Sourced by: Mr. Quang Huynh, Chief Country Officer of Deutsche Bank
2. ESG Handbook: A True Sustainability Ecosystem with Global Endorsement, Genuine Green Financing, and Technology Solutions to Lower the Cost of Implementation for Businesses
30 leading experts in sustainability across Vietnam, including ACCA Judging Panel of Sustainability Reporting Award for listed companies, Member of National Council for Sustainable Development, ACCA, KPMG, Unilever, Tony Blair Institute, OCB, ACB, HDB and Agribank… to find the way to develop an ESG Handbook to support SMEs in Vietnam.
Dr. To Hoai Nam, standing vice president and general secretary of the VINASME cum Member of National Council for Sustainable Development, noted that the handbook is expected to serve as a key tool to help businesses accelerate their transition. He committed that the VINASME, with its network of 34 provincial associations and 39 affiliated units, is ready to work alongside the ACCA and KPMG to disseminate the handbook across the SME community.
(As this is a detailed article, which may express specifically more than 150 words, please help to input this link to further information: Small business ESG strategies unlocked)
Sourced by: Mr. To Quoc Hung, Country Manager of ACCA Vietnam
3. Vietnam’s New Salary and Personal Income Tax Regulations Amended VAT Law (No. 149/2025/QH15)
Restructured PIT Brackets: From July 1, 2026, tax brackets consolidate from seven to five.

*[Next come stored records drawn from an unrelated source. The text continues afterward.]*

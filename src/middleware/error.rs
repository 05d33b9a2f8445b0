use axum::response::{IntoResponse, Redirect, Response};

/// Routing guard errors.
#[derive(Debug, thiserror::Error)]
pub enum GuardError {
    /// Protected page requested without a refresh cookie.
    #[error("Login required, redirecting to {location}")]
    LoginRequired { location: String },

    /// Invalid route settings.
    #[error("Configuration error: {0}")]
    Config(String),
}

impl IntoResponse for GuardError {
    fn into_response(self) -> Response {
        match self {
            Self::LoginRequired { location } => Redirect::temporary(&location).into_response(),
            Self::Config(_) => {
                tracing::error!(error = %self, "Route guard misconfigured");
                (axum::http::StatusCode::INTERNAL_SERVER_ERROR, "Internal error").into_response()
            }
        }
    }
}
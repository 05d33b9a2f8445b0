//! Single-flight coordination of token refreshes, with a failure cooldown.

use std::sync::Arc;
use std::time::Duration;

use parking_lot::Mutex;
use tokio::sync::oneshot;
use tokio::time::Instant;

use crate::types::AccessToken;

/// Result shared with every caller waiting on one refresh.
pub(crate) type RefreshOutcome = Result<AccessToken, String>;

/// Why a refresh was started; only used for metrics and logs.
#[derive(Debug, Clone, Copy, PartialEq, Eq, derive_more::Display)]
pub enum RefreshReason {
    #[display("bootstrap")]
    Bootstrap,
    #[display("response_401")]
    Response401,
}

enum Phase {
    Idle,
    InFlight {
        waiters: Vec<oneshot::Sender<RefreshOutcome>>,
    },
}

struct Inner {
    phase: Phase,
    blocked_until: Option<Instant>,
}

/// Guards "is a refresh in progress" and the cooldown window.
///
/// Exactly one caller gets a [`RefreshLease`] and starts the network call;
/// every caller, the leader included, parks on a oneshot and receives the
/// same outcome.
pub(crate) struct RefreshGate {
    inner: Mutex<Inner>,
    cooldown: Duration,
}

pub(crate) enum Ticket {
    /// Caller must start the refresh and complete the lease; `rx` yields its outcome.
    Lead {
        lease: RefreshLease,
        rx: oneshot::Receiver<RefreshOutcome>,
    },
    /// A refresh is already running; await its outcome.
    Wait(oneshot::Receiver<RefreshOutcome>),
    /// A recent failure blocks new attempts for this long.
    CoolingDown(Duration),
}

impl RefreshGate {
    pub(crate) fn new(cooldown: Duration) -> Arc<Self> {
        Arc::new(Self {
            inner: Mutex::new(Inner {
                phase: Phase::Idle,
                blocked_until: None,
            }),
            cooldown,
        })
    }

    /// Remaining cooldown, if one is active.
    pub(crate) fn cooldown_remaining(&self) -> Option<Duration> {
        let inner = self.inner.lock();
        Self::remaining(&inner)
    }

    fn remaining(inner: &Inner) -> Option<Duration> {
        let until = inner.blocked_until?;
        let now = Instant::now();
        (now < until).then(|| until - now)
    }

    pub(crate) fn is_in_flight(&self) -> bool {
        matches!(self.inner.lock().phase, Phase::InFlight { .. })
    }

    pub(crate) fn begin(self: &Arc<Self>) -> Ticket {
        let mut inner = self.inner.lock();
        if let Phase::InFlight { waiters } = &mut inner.phase {
            let (tx, rx) = oneshot::channel();
            waiters.push(tx);
            return Ticket::Wait(rx);
        }
        if let Some(left) = Self::remaining(&inner) {
            return Ticket::CoolingDown(left);
        }
        let (tx, rx) = oneshot::channel();
        inner.blocked_until = None;
        inner.phase = Phase::InFlight { waiters: vec![tx] };
        Ticket::Lead {
            lease: RefreshLease {
                gate: Arc::clone(self),
                done: false,
            },
            rx,
        }
    }

    /// Forget a previous failure, e.g. after a fresh login.
    pub(crate) fn clear_cooldown(&self) {
        self.inner.lock().blocked_until = None;
    }

    fn finish(&self, outcome: RefreshOutcome, cooldown: bool) {
        let waiters = {
            let mut inner = self.inner.lock();
            if cooldown && outcome.is_err() {
                inner.blocked_until = Some(Instant::now() + self.cooldown);
            }
            match std::mem::replace(&mut inner.phase, Phase::Idle) {
                Phase::InFlight { waiters } => waiters,
                Phase::Idle => Vec::new(),
            }
        };
        for waiter in waiters {
            // A dropped receiver just means that caller went away.
            let _ = waiter.send(outcome.clone());
        }
    }
}

/// Exclusive right to run the one in-flight refresh.
///
/// Dropping it without calling [`complete`](Self::complete) fails all waiters,
/// so a canceled leader never strands them.
pub(crate) struct RefreshLease {
    gate: Arc<RefreshGate>,
    done: bool,
}

impl RefreshLease {
    pub(crate) fn complete(mut self, outcome: RefreshOutcome) {
        self.done = true;
        self.gate.finish(outcome, true);
    }

    /// Hand waiters `outcome` for a refresh overtaken by a login or logout.
    /// Never starts a cooldown, so a fresh session is not blocked.
    pub(crate) fn complete_stale(mut self, outcome: RefreshOutcome) {
        self.done = true;
        self.gate.finish(outcome, false);
    }
}

impl Drop for RefreshLease {
    fn drop(&mut self) {
        if !self.done {
            self.gate.finish(Err("refresh abandoned".into()), true);
        }
    }
}

/// Await a [`Ticket::Wait`] receiver.
pub(crate) async fn join(rx: oneshot::Receiver<RefreshOutcome>) -> RefreshOutcome {
    rx.await
        .unwrap_or_else(|_| Err("refresh leader went away".into()))
}
use std::sync::Arc;
use std::sync::atomic::{AtomicBool, Ordering};

use cookie::{Cookie, SameSite};
use reqwest::cookie::{CookieStore, Jar};
use time::Duration;
use url::Url;

use crate::traits::SessionHintStore;

const HINT_TTL_DAYS: i64 = 7;

/// `isLoggedIn=true; Path=/; Max-Age=604800; SameSite=Lax`
pub(crate) fn hint_cookie(name: &str) -> Cookie<'static> {
    Cookie::build((name.to_string(), "true"))
        .path("/")
        .same_site(SameSite::Lax)
        .max_age(Duration::days(HINT_TTL_DAYS))
        .build()
}

/// Removal cookie for the hint.
pub(crate) fn clear_hint_cookie(name: &str) -> Cookie<'static> {
    Cookie::build((name.to_string(), ""))
        .path("/")
        .max_age(Duration::ZERO)
        .build()
}

/// Hint kept in process memory.
#[derive(Debug, Default)]
pub struct MemoryHintStore {
    present: AtomicBool,
}

impl MemoryHintStore {
    #[must_use]
    pub fn new(present: bool) -> Self {
        Self {
            present: AtomicBool::new(present),
        }
    }
}

impl SessionHintStore for MemoryHintStore {
    fn has_hint(&self) -> bool {
        self.present.load(Ordering::SeqCst)
    }

    fn set_hint(&self) {
        self.present.store(true, Ordering::SeqCst);
    }

    fn clear_hint(&self) {
        self.present.store(false, Ordering::SeqCst);
    }
}

/// Hint stored as a real cookie in the HTTP client's jar.
///
/// The cookie is scoped to the API origin and travels with every request,
/// next to the server-set refresh cookie.
pub struct JarHintStore {
    jar: Arc<Jar>,
    origin: Url,
    name: String,
}

impl JarHintStore {
    #[must_use]
    pub fn new(jar: Arc<Jar>, origin: Url, name: impl Into<String>) -> Self {
        Self {
            jar,
            origin,
            name: name.into(),
        }
    }
}

impl SessionHintStore for JarHintStore {
    fn has_hint(&self) -> bool {
        let Some(header) = self.jar.cookies(&self.origin) else {
            return false;
        };
        let Ok(header) = header.to_str() else {
            return false;
        };
        Cookie::split_parse(header)
            .filter_map(Result::ok)
            .any(|c| c.name() == self.name && c.value() == "true")
    }

    fn set_hint(&self) {
        self.jar
            .add_cookie_str(&hint_cookie(&self.name).to_string(), &self.origin);
    }

    fn clear_hint(&self) {
        self.jar
            .add_cookie_str(&clear_hint_cookie(&self.name).to_string(), &self.origin);
    }
}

The 10% rate now applies to income up to VND 30 million, significantly lowering the tax burden for the middle class.
New Deduction Incentives: Taxpayers can now potentially deduct healthcare and education expenses. Specialized PIT incentives also target R&D and high-tech personnel to boost the digital economy.
Strategic Compliance Requirements: Businesses must immediately update payroll systems and labor cost projections. Highlighting increased net take-home pay serves as a vital tool for employee retention during this transition.
Expanded lower tax bands may reduce PIT liabilities for middle-income earners, requiring payroll recalculations and updates to withholding systems.
Increased Relief Deductions: Personal deductions climb to VND 15.5 million and dependent deductions to VND 6.2 million per month, reflecting a ~40% adjustment for rising living costs.
Strategic Cash Flow Relief: B2B transactions for unprocessed agricultural and fishery products are now classified as ‘’not required to declare and pay’’. This removes the 5% VAT cash outflow for buyers while allowing them to retain full input tax credits.
Modernized Threshold: The annual revenue threshold for VAT exemption for household businesses has been quintupled to VND 500 million. That reduces the compliance burden for small-scale suppliers and service providers.
Sourced by: Mr. Alexandre Ho Thanh, Head of Legal & Advisory and Ms. Nguyen Chau Thuy, Head of Accounting Services of RBA WTS Vietnam
4. Vietnam’s Property Market: A Shift in Capital Inflow from Exploration to Execution
As of the end of Q1/2026, total disbursed FDI in Vietnam’s real estate sector reached USD 389.5 million, accounting for 7.2% of total investment. Housing supply showed signs of recovery, though transaction volumes remained modest due to macroeconomic uncertainty and sharply rising lending rates.
Looking ahead, the market is expected to move into a phase of consolidation and restructuring, guided by three key drivers: real demand, legal transparency, and long-term investment efficiency. Foreign investors now adopt a more disciplined and strategic approach, deploying capital with clearer intent, targeting scale, quality, and long-term positioning.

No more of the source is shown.